没有发现裂解的迹象，组织结构保持未改变，与福尔马林固定相反，触觉接近真实情况。

3个月后的侵入性检查

进行诊断性腹腔镜检查，然后通过中位剖腹术进行开放手术检查。结果：胃肠道是完整的，没有发生裂解的迹象。进行的微生物涂片测试示出腹腔内的隐窝和结肠区域的腹膜内空间无菌。

在骨科手术的情况中，进行肩关节的关节镜检查。关节空间保存接近真实，对于触觉而言，韧带和软骨的结构接近真实。

7个月后的侵入性检查

7个月后，进行解剖学的覆盖原位制备(图7和8)以打开并检查整个腹部区域。所有的器官都保存下来。此外，本身具有高含量消化酶的器官(例如胰腺)也保持其形态完整性。打开左心，检查心内膜空间(图8)。甚至精细的结构(例如房室瓣、腱索)也保存的接近真实。

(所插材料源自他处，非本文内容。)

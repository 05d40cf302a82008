use crate::archive::format::{ArchiveHeader, RecordSource, SliceCursor};
use crate::archive::registry::{Entry, Registry};
use crate::error::{Result, VyrError};
use std::io::{Read, Seek, SeekFrom};
use std::ops::{Deref, DerefMut};

/// Decode a complete in-memory archive
///
/// All-or-nothing: any bounds or header failure discards the partially
/// built registry. Bytes past the last declared record are ignored.
pub fn decode(input: &[u8]) -> Result<Registry> {
    let mut cursor = SliceCursor::new(input);
    let header = ArchiveHeader::read_from(&mut cursor)?;

    let mut registry = Registry::create()?;
    for _ in 0..header.entry_count {
        let name_len = cursor.read_u16("name length")?;
        let name = cursor.read_bytes(name_len as usize, "entry name")?;
        let data_len = cursor.read_u32("content length")?;
        let content = cursor.read_bytes(data_len as usize, "entry content")?;
        registry.add(Entry::from_wire(name, content))?;
    }
    registry.set_format(header.version);

    tracing::debug!(
        entries = header.entry_count,
        consumed = cursor.position(),
        trailing = cursor.remaining(),
        "decoded archive"
    );
    Ok(registry)
}

/// Read a whole archive from `source` and decode it
///
/// The source position is restored afterwards.
pub fn read_archive<R: Read + Seek>(source: &mut R) -> Result<Registry> {
    let mut guard = PositionGuard::new(source)?;

    let len = guard.seek(SeekFrom::End(0))?;
    guard.seek(SeekFrom::Start(0))?;

    let mut buf = Vec::new();
    buf.try_reserve_exact(usize::try_from(len).map_err(|_| VyrError::Allocation)?)?;
    guard.read_to_end(&mut buf)?;

    let registry = decode(&buf)?;
    guard.restore()?;
    Ok(registry)
}

/// Find and extract a single entry without decoding the rest of the archive
///
/// Only record headers and names are read; content of non-matching entries
/// is skipped with a seek. The source position is restored on every exit
/// path. Header validation and truncation checks match [`decode`].
///
/// Each skip is a relative seek, which empties a `BufReader`'s buffer; pass
/// the `File` itself for archives with many small entries.
pub fn locate<R: Read + Seek>(source: &mut R, name: impl AsRef<[u8]>) -> Result<Option<Entry>> {
    let target = name.as_ref();
    let mut guard = PositionGuard::new(source)?;
    let found = scan_for(&mut *guard, target)?;
    guard.restore()?;
    Ok(found)
}

fn scan_for<R: Read + Seek>(source: &mut R, target: &[u8]) -> Result<Option<Entry>> {
    let mut cursor = StreamCursor::new(source)?;
    let header = ArchiveHeader::read_from(&mut cursor)?;

    let mut name_buf = Vec::new();
    for index in 0..header.entry_count {
        let name_len = cursor.read_u16("name length")? as usize;

        // Names of a different length cannot match; skip them unread
        let matched = if name_len == target.len() {
            cursor.read_bytes_into(&mut name_buf, name_len, "entry name")?;
            name_buf == target
        } else {
            cursor.skip(name_len as u64, "entry name")?;
            false
        };

        let data_len = cursor.read_u32("content length")?;

        if matched {
            let content = cursor.read_bytes(data_len as usize, "entry content")?;
            tracing::trace!(index, size = data_len, "located entry");
            return Ok(Some(Entry::from_wire(name_buf, content)));
        }

        cursor.skip(data_len as u64, "entry content")?;
    }

    Ok(None)
}

fn scan_names<R: Read + Seek>(source: &mut R) -> Result<Vec<(Vec<u8>, u32)>> {
    let mut cursor = StreamCursor::new(source)?;
    let header = ArchiveHeader::read_from(&mut cursor)?;

    let mut names = Vec::new();
    for _ in 0..header.entry_count {
        let name_len = cursor.read_u16("name length")?;
        let name = cursor.read_bytes(name_len as usize, "entry name")?;
        let data_len = cursor.read_u32("content length")?;
        cursor.skip(data_len as u64, "entry content")?;
        names.try_reserve(1)?;
        names.push((name, data_len));
    }

    Ok(names)
}

/// Archive reader over a seekable source
///
/// Every operation leaves the source where it found it.
pub struct ArchiveReader<R: Read + Seek> {
    source: R,
}

impl<R: Read + Seek> ArchiveReader<R> {
    pub fn new(source: R) -> Self {
        Self { source }
    }

    /// Look up a single entry by name
    pub fn locate(&mut self, name: impl AsRef<[u8]>) -> Result<Option<Entry>> {
        locate(&mut self.source, name)
    }

    /// Like [`ArchiveReader::locate`], but absence is an error
    pub fn read_entry(&mut self, name: impl AsRef<[u8]>) -> Result<Entry> {
        let name = name.as_ref();
        self.locate(name)?
            .ok_or_else(|| VyrError::EntryNotFound(String::from_utf8_lossy(name).into_owned()))
    }

    /// Names and sizes of every entry in archive order, content left unread
    pub fn list_entries(&mut self) -> Result<Vec<(Vec<u8>, u32)>> {
        let mut guard = PositionGuard::new(&mut self.source)?;
        let names = scan_names(&mut *guard)?;
        guard.restore()?;
        Ok(names)
    }

    /// Names of every entry in archive order
    pub fn list_names(&mut self) -> Result<Vec<Vec<u8>>> {
        Ok(self
            .list_entries()?
            .into_iter()
            .map(|(name, _)| name)
            .collect())
    }

    /// Decode the whole archive
    pub fn load(&mut self) -> Result<Registry> {
        read_archive(&mut self.source)
    }

    pub fn into_inner(self) -> R {
        self.source
    }
}

/// Bounds-checked cursor over a seekable stream
///
/// The stream length is measured once up front so skips past the end are
/// caught the same way the slice cursor catches them.
struct StreamCursor<'a, R: Read + Seek> {
    source: &'a mut R,
    position: u64,
    end: u64,
}

impl<'a, R: Read + Seek> StreamCursor<'a, R> {
    fn new(source: &'a mut R) -> Result<Self> {
        let end = source.seek(SeekFrom::End(0))?;
        source.seek(SeekFrom::Start(0))?;
        Ok(Self {
            source,
            position: 0,
            end,
        })
    }
}

impl<R: Read + Seek> RecordSource for StreamCursor<'_, R> {
    fn remaining(&self) -> u64 {
        self.end.saturating_sub(self.position)
    }

    fn read_raw(&mut self, buf: &mut [u8]) -> Result<()> {
        self.source.read_exact(buf)?;
        self.position += buf.len() as u64;
        Ok(())
    }

    fn skip_raw(&mut self, len: u64) -> Result<()> {
        let offset = i64::try_from(len).map_err(|_| VyrError::truncated("skip", len, 0))?;
        self.source.seek(SeekFrom::Current(offset))?;
        self.position += len;
        Ok(())
    }
}

/// Saves a source's position and puts it back when done
///
/// `restore` reports seek failures. A guard dropped without `restore`
/// (error paths) seeks back best-effort.
struct PositionGuard<'a, R: Seek> {
    source: &'a mut R,
    origin: u64,
    armed: bool,
}

impl<'a, R: Seek> PositionGuard<'a, R> {
    fn new(source: &'a mut R) -> Result<Self> {
        let origin = source.stream_position()?;
        Ok(Self {
            source,
            origin,
            armed: true,
        })
    }

    fn restore(mut self) -> Result<()> {
        self.armed = false;
        self.source.seek(SeekFrom::Start(self.origin))?;
        Ok(())
    }
}

impl<R: Seek> Deref for PositionGuard<'_, R> {
    type Target = R;

    fn deref(&self) -> &R {
        &*self.source
    }
}

impl<R: Seek> DerefMut for PositionGuard<'_, R> {
    fn deref_mut(&mut self) -> &mut R {
        &mut *self.source
    }
}

impl<R: Seek> Drop for PositionGuard<'_, R> {
    fn drop(&mut self) {
        if self.armed {
            let _ = self.source.seek(SeekFrom::Start(self.origin));
        }
    }
}

#[cfg(test)]
mod tests {
    use super::*;
    use crate::archive::writer::encode;
    use std::io::Cursor;

    fn sample() -> Vec<u8> {
        let mut registry = Registry::new();
        registry.add(Entry::new("a.txt", b"AB".to_vec()).unwrap()).unwrap();
        registry.add(Entry::new("b.txt", Vec::new()).unwrap()).unwrap();
        registry.add(Entry::new("c/long.bin", vec![0x5Au8; 300]).unwrap()).unwrap();
        encode(&registry).unwrap()
    }

    #[test]
    fn test_decode_sets_format() {
        let registry = decode(&sample()).unwrap();
        assert_eq!(registry.format(), Some(1));
        assert_eq!(registry.len(), 3);
    }

    #[test]
    fn test_decode_ignores_trailing_bytes() {
        let mut bytes = sample();
        bytes.extend_from_slice(b"junk");
        assert_eq!(decode(&bytes).unwrap().len(), 3);
    }

    #[test]
    fn test_locate_restores_position() {
        let mut source = Cursor::new(sample());
        source.set_position(7);

        let entry = locate(&mut source, "c/long.bin").unwrap().unwrap();
        assert_eq!(entry.size(), 300);
        assert_eq!(source.position(), 7);

        assert!(locate(&mut source, "missing").unwrap().is_none());
        assert_eq!(source.position(), 7);
    }

    #[test]
    fn test_locate_restores_position_on_error() {
        let mut bytes = sample();
        bytes[4] = 9;
        let mut source = Cursor::new(bytes);
        source.set_position(3);

        let result = locate(&mut source, "a.txt");
        assert!(matches!(result, Err(VyrError::UnsupportedVersion(9))));
        assert_eq!(source.position(), 3);
    }

    #[test]
    fn test_locate_same_length_names() {
        // a.txt and b.txt share a length, so both names are read and compared
        let mut source = Cursor::new(sample());
        let entry = locate(&mut source, "b.txt").unwrap().unwrap();
        assert_eq!(entry.name(), b"b.txt");
        assert!(entry.content().is_empty());
    }

    #[test]
    fn test_skip_past_end_is_truncation() {
        // Drop the last content byte: the final skip would run off the end
        let mut bytes = sample();
        bytes.pop();
        let mut source = Cursor::new(bytes);

        let result = locate(&mut source, "not-there");
        assert!(matches!(result, Err(VyrError::TruncatedInput { .. })));
    }

    #[test]
    fn test_reader_lists_entries() {
        let mut reader = ArchiveReader::new(Cursor::new(sample()));
        let entries = reader.list_entries().unwrap();
        assert_eq!(
            entries,
            vec![
                (b"a.txt".to_vec(), 2),
                (b"b.txt".to_vec(), 0),
                (b"c/long.bin".to_vec(), 300),
            ]
        );
        assert_eq!(reader.list_names().unwrap().len(), 3);
    }

    #[test]
    fn test_reader_read_entry_not_found() {
        let mut reader = ArchiveReader::new(Cursor::new(sample()));
        match reader.read_entry("nope.txt") {
            Err(VyrError::EntryNotFound(name)) => assert_eq!(name, "nope.txt"),
            other => panic!("Expected EntryNotFound, got: {:?}", other),
        }
    }

    #[test]
    fn test_read_archive_restores_position() {
        let mut source = Cursor::new(sample());
        source.set_position(11);
        let registry = read_archive(&mut source).unwrap();
        assert_eq!(registry.len(), 3);
        assert_eq!(source.position(), 11);
    }
}
mod format;
mod reader;
mod registry;
mod writer;

pub use format::{
    check_magic, record_size, ArchiveHeader, FORMAT_VERSION, HEADER_SIZE, MAGIC_NUMBER,
    MAX_CONTENT_LENGTH, MAX_NAME_LENGTH, RECORD_OVERHEAD,
};
pub use reader::{decode, locate, read_archive, ArchiveReader};
pub use registry::{Entry, Registry};
pub use writer::{encode, encode_to, estimate_size, ArchiveWriter};
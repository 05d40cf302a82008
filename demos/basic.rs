/// Basic example demonstrating archive creation and reading
///
/// Run with: cargo run --example basic
use std::error::Error;
use std::fs::{self, File};
use std::io::BufWriter;
use vyr::{decode, ArchiveWriter};

fn main() -> Result<(), Box<dyn Error>> {
    println!("=== Vyr Basic Example ===\n");

    // Create an archive
    println!("1. Creating archive...");
    create_archive()?;

    // Read from the archive
    println!("\n2. Reading from archive...");
    read_archive()?;

    fs::remove_file("example_basic.vyr")?;
    println!("\n✓ Example complete!");
    Ok(())
}

fn create_archive() -> Result<(), Box<dyn Error>> {
    let file = BufWriter::new(File::create("example_basic.vyr")?);
    let mut writer = ArchiveWriter::new(file)?;

    // Add some files with different content
    writer.add_file(
        "readme.txt",
        b"This is a readme file for the basic example.".to_vec(),
    )?;
    writer.add_file(
        "data.json",
        br#"{"name": "Basic Example", "version": "1.0.0"}"#.to_vec(),
    )?;
    writer.add_file("notes.md", b"# Notes\n\nThis is a markdown file.".to_vec())?;
    writer.add_file("binary.dat", vec![0u8; 1000])?;

    // Changed our mind about the notes; the slot is reused by the next add
    writer.remove_file("notes.md");
    writer.add_file("todo.md", b"- ship it".to_vec())?;

    println!("   Archive will be {} bytes", writer.estimated_size());
    writer.finalize()?;
    println!("   ✓ Archive created: example_basic.vyr");

    Ok(())
}

fn read_archive() -> Result<(), Box<dyn Error>> {
    let bytes = fs::read("example_basic.vyr")?;
    let registry = decode(&bytes)?;

    // List all files
    println!("   Files in archive (format v{:?}):", registry.format());
    for entry in &registry {
        println!(
            "     - {} ({} bytes)",
            String::from_utf8_lossy(entry.name()),
            entry.size()
        );
    }

    // Read specific file
    println!("\n   Reading readme.txt:");
    if let Some(readme) = registry.find("readme.txt") {
        println!("     {}", String::from_utf8_lossy(readme.content()));
    }

    Ok(())
}
//! Vyr: minimal archive container for named byte blobs
//!
//! This library implements the VYTR archive format:
//! - In-memory [`Registry`] of entries with tombstone-based removal
//! - Bulk [`encode`]/[`decode`] of the length-prefixed binary layout
//! - Streaming single-entry [`locate`] that skips the content it does not need
//!
//! No compression, encryption or checksums; entries are found by linear scan.
//!
//! # Example
//!
//! ```
//! use vyr::{decode, encode, locate, Entry, Registry};
//! use std::io::Cursor;
//!
//! let mut registry = Registry::new();
//! registry.add(Entry::new("a.txt", b"AB".to_vec())?)?;
//! registry.add(Entry::new("b.txt", Vec::new())?)?;
//!
//! let bytes = encode(&registry)?;
//! assert_eq!(decode(&bytes)?.len(), 2);
//!
//! let entry = locate(&mut Cursor::new(bytes), "a.txt")?.unwrap();
//! assert_eq!(entry.content(), b"AB");
//! # Ok::<(), vyr::VyrError>(())
//! ```

pub mod archive;
pub mod error;

// Re-export commonly used types
pub use archive::{
    decode, encode, encode_to, estimate_size, locate, read_archive, ArchiveHeader,
    ArchiveReader, ArchiveWriter, Entry, Registry, FORMAT_VERSION, HEADER_SIZE, MAGIC_NUMBER,
    MAX_CONTENT_LENGTH, MAX_NAME_LENGTH,
};
pub use error::{Result, VyrError};
// PiStorm interaction device: register window read/write dispatch.

use std::path::{Path, PathBuf};

use crate::{
    config::DeviceConfig,
    error::{DeviceError, StringFetchError},
    guest_memory::fetch_path,
    host::Host,
    lifecycle::{check_file, Lifecycle, PendingSignals, SubsystemFlags},
    register_file::RegisterFile,
    registers::*,
};

#[derive(Debug)]
pub struct PiDevice {
    config: DeviceConfig,
    regs: RegisterFile,
    lifecycle: Lifecycle,
    cfg_filename: PathBuf,
}

impl Default for PiDevice {
    fn default() -> Self {
        Self::new(DeviceConfig::default())
    }
}

impl PiDevice {
    pub fn new(config: DeviceConfig) -> Self {
        let cfg_filename = config.default_config_file.clone();
        Self {
            config,
            regs: RegisterFile::new(),
            lifecycle: Lifecycle::new(),
            cfg_filename,
        }
    }

    pub fn registers(&self) -> &RegisterFile {
        &self.regs
    }

    pub fn cmd_result(&self) -> CommandResult {
        self.regs.cmd_result
    }

    pub fn flags(&self) -> SubsystemFlags {
        self.lifecycle.flags
    }

    /// Mark subsystems the emulator brought up from its own config at startup.
    pub fn flags_mut(&mut self) -> &mut SubsystemFlags {
        &mut self.lifecycle.flags
    }

    pub fn signals(&self) -> &PendingSignals {
        &self.lifecycle.signals
    }

    pub fn signals_mut(&mut self) -> &mut PendingSignals {
        &mut self.lifecycle.signals
    }

    pub fn config_filename(&self) -> &Path {
        &self.cfg_filename
    }

    pub fn set_config_filename(&mut self, filename: impl Into<PathBuf>) {
        self.cfg_filename = filename.into();
    }

    pub fn handle_write(&mut self, host: &mut Host<'_>, addr: u32, value: u32, width: AccessWidth) {
        let offset = (addr & 0xFFFF) as u16;

        if offset == PI_DBG_MSG {
            self.debug_message();
            return;
        }

        if let Some((bank, index)) = decode_scratch(offset) {
            let stored = self.regs.store(bank, index, value);
            tracing::debug!(
                "[PISTORM-DEV] Set {} {} to {} (${:08X})",
                bank,
                index,
                stored,
                stored
            );
            return;
        }

        match offset {
            PI_CMD_RTGSTATUS => {
                tracing::debug!("[PISTORM-DEV] Write to RTGSTATUS: {}", value);
                self.regs.cmd_result = self.lifecycle.set_rtg(host.rtg, value);
                host.ranges.notify_layout_changed();
            }
            PI_CMD_NETSTATUS => {
                tracing::debug!("[PISTORM-DEV] Write to NETSTATUS: {}", value);
                self.regs.cmd_result = self.lifecycle.set_net(host.net, value);
                host.ranges.notify_layout_changed();
            }
            PI_CMD_PISCSI_CTRL => {
                self.regs.cmd_result = self.scsi_control(host, value);
                host.ranges.notify_layout_changed();
            }
            PI_CMD_KICKROM => self.remap_rom(host, KICKSTART_TAG),
            PI_CMD_EXTROM => self.remap_rom(host, EXTENDED_TAG),
            PI_CMD_RESET => {
                tracing::info!("[PISTORM-DEV] System reset called, code {}", value & 0xFFFF);
                self.lifecycle.signals.request_reset();
            }
            PI_CMD_SWITCHCONFIG => self.switch_config(host, value),
            _ => {
                tracing::warn!(
                    "[PISTORM-DEV] Unhandled {} register write to {:04X}: {}",
                    width,
                    offset,
                    value
                );
                self.regs.cmd_result = CommandResult::InvalidCommand;
            }
        }
    }

    pub fn handle_read(&self, host: &Host<'_>, addr: u32, width: AccessWidth) -> u32 {
        let offset = (addr & 0xFFFF) as u16;
        let flags = self.lifecycle.flags;

        match offset {
            PI_CMD_HWREV => self.config.hardware_revision,
            PI_CMD_SWREV => self.config.software_revision,
            PI_CMD_RTGSTATUS => {
                ((host.rtg.is_busy() as u32) << 1) | flags.rtg_enabled as u32
            }
            PI_CMD_NETSTATUS => flags.net_enabled as u32,
            PI_CMD_PISCSI_CTRL => flags.scsi_enabled as u32,
            PI_CMDRESULT => self.regs.cmd_result.code(),
            _ => match decode_scratch(offset) {
                // Pointer registers are write-only.
                Some((bank, index)) if !matches!(bank, Bank::String | Bank::DebugString) => {
                    let value = self.regs.load(bank, index);
                    tracing::debug!(
                        "[PISTORM-DEV] Read {} {} ({} / ${:08X})",
                        bank,
                        index,
                        value,
                        value
                    );
                    value
                }
                _ => {
                    tracing::warn!(
                        "[PISTORM-DEV] Unhandled {} register read from {:04X}",
                        width,
                        offset
                    );
                    0
                }
            },
        }
    }

    fn debug_message(&self) {
        tracing::info!(
            "[PISTORM-DEV] DEBUG values: {:08X?} strings: {:08X?}",
            self.regs.dbg_values,
            self.regs.dbg_strings
        );
    }

    /// Resolve `PI_STR1` to a host path that exists.
    fn resolve_path_argument(&self, host: &mut Host<'_>) -> Result<PathBuf, DeviceError> {
        let address = self.regs.string_pointer();
        if address == 0 {
            return Err(StringFetchError::NullPointer.into());
        }
        let path = fetch_path(
            &*host.regions,
            &mut *host.bus,
            address,
            self.config.max_string_len,
        )?;
        check_file(&path)?;
        Ok(path)
    }

    fn scsi_control(&mut self, host: &mut Host<'_>, value: u32) -> CommandResult {
        let command = ScsiCommand::from_value(value);
        tracing::debug!("[PISTORM-DEV] Write to PISCSI_CTRL: {:?}", command);

        match command {
            Some(ScsiCommand::Enable) => self.lifecycle.enable_scsi(host.scsi),
            Some(ScsiCommand::Disable) => self.lifecycle.disable_scsi(host.scsi),
            Some(ScsiCommand::Map) => {
                let index = self.regs.drive_index();
                let result = self
                    .resolve_path_argument(host)
                    .and_then(|path| self.lifecycle.map_drive(host.scsi, &path, index));
                self.regs.clear_string_pointer();
                match result {
                    Ok(()) => CommandResult::Ok,
                    Err(err) => {
                        tracing::warn!("[PISTORM-DEV] PiSCSI map of drive {} failed: {}", index, err);
                        err.result()
                    }
                }
            }
            Some(ScsiCommand::Unmap) => self.lifecycle.unmap_drive(host.scsi, self.regs.drive_index()),
            Some(ScsiCommand::Eject) | Some(ScsiCommand::Insert) => {
                tracing::debug!("[PISTORM-DEV] PiSCSI {:?} not implemented", command);
                CommandResult::NoChange
            }
            Some(ScsiCommand::None) | None => CommandResult::InvalidValue,
        }
    }

    fn remap_rom(&mut self, host: &mut Host<'_>, tag: &str) {
        tracing::debug!("[PISTORM-DEV] Write to ROM remap for '{}'", tag);
        let result = self
            .resolve_path_argument(host)
            .and_then(|path| self.lifecycle.remap_rom(&mut *host.regions, tag, &path));

        self.regs.cmd_result = match result {
            Ok(()) => CommandResult::Ok,
            Err(err) => {
                tracing::warn!("[PISTORM-DEV] Cannot remap '{}': {}", tag, err);
                err.result()
            }
        };
        host.ranges.notify_layout_changed();
        self.regs.clear_string_pointer();
    }

    fn switch_config(&mut self, host: &mut Host<'_>, value: u32) {
        let command = ConfigCommand::from_value(value);
        tracing::debug!("[PISTORM-DEV] Config switch called, command: {:?}", command);

        match command {
            Some(ConfigCommand::Load) => {
                let result = self.resolve_path_argument(host);
                self.regs.clear_string_pointer();
                self.regs.cmd_result = match result {
                    Ok(path) => {
                        tracing::info!("[PISTORM-DEV] Attempting to load config file {:?}", path);
                        self.cfg_filename = path;
                        self.lifecycle.signals.request_config_reload(ConfigCommand::Load);
                        CommandResult::Ok
                    }
                    Err(err) => {
                        tracing::warn!("[PISTORM-DEV] Cannot load config: {}", err);
                        err.result()
                    }
                };
            }
            Some(ConfigCommand::Reload) => {
                tracing::info!("[PISTORM-DEV] Reloading current config file {:?}", self.cfg_filename);
                self.lifecycle.signals.request_config_reload(ConfigCommand::Reload);
            }
            Some(ConfigCommand::Default) => {
                tracing::info!(
                    "[PISTORM-DEV] Loading default config {:?}",
                    self.config.default_config_file
                );
                self.lifecycle.signals.request_config_reload(ConfigCommand::Default);
            }
            None => {
                tracing::warn!("[PISTORM-DEV] Unknown config command {}, ignored", value);
                self.regs.cmd_result = CommandResult::InvalidValue;
            }
        }
    }
}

同样在7个月后，可以发现良好保存的结构，而没有发生裂解的迹象。

5.结论

本发明人提供了5-氧代-吡咯烷-2-羧酸衍生物形式的活性物质，例如葡糖鱼精蛋白，其可以有多种应用，并且通过其可以调节(优选抑制)非结构蛋白质的活性。该物质与目前使用的醛、去污剂和表面活性剂相比具有显著较小的健康问题。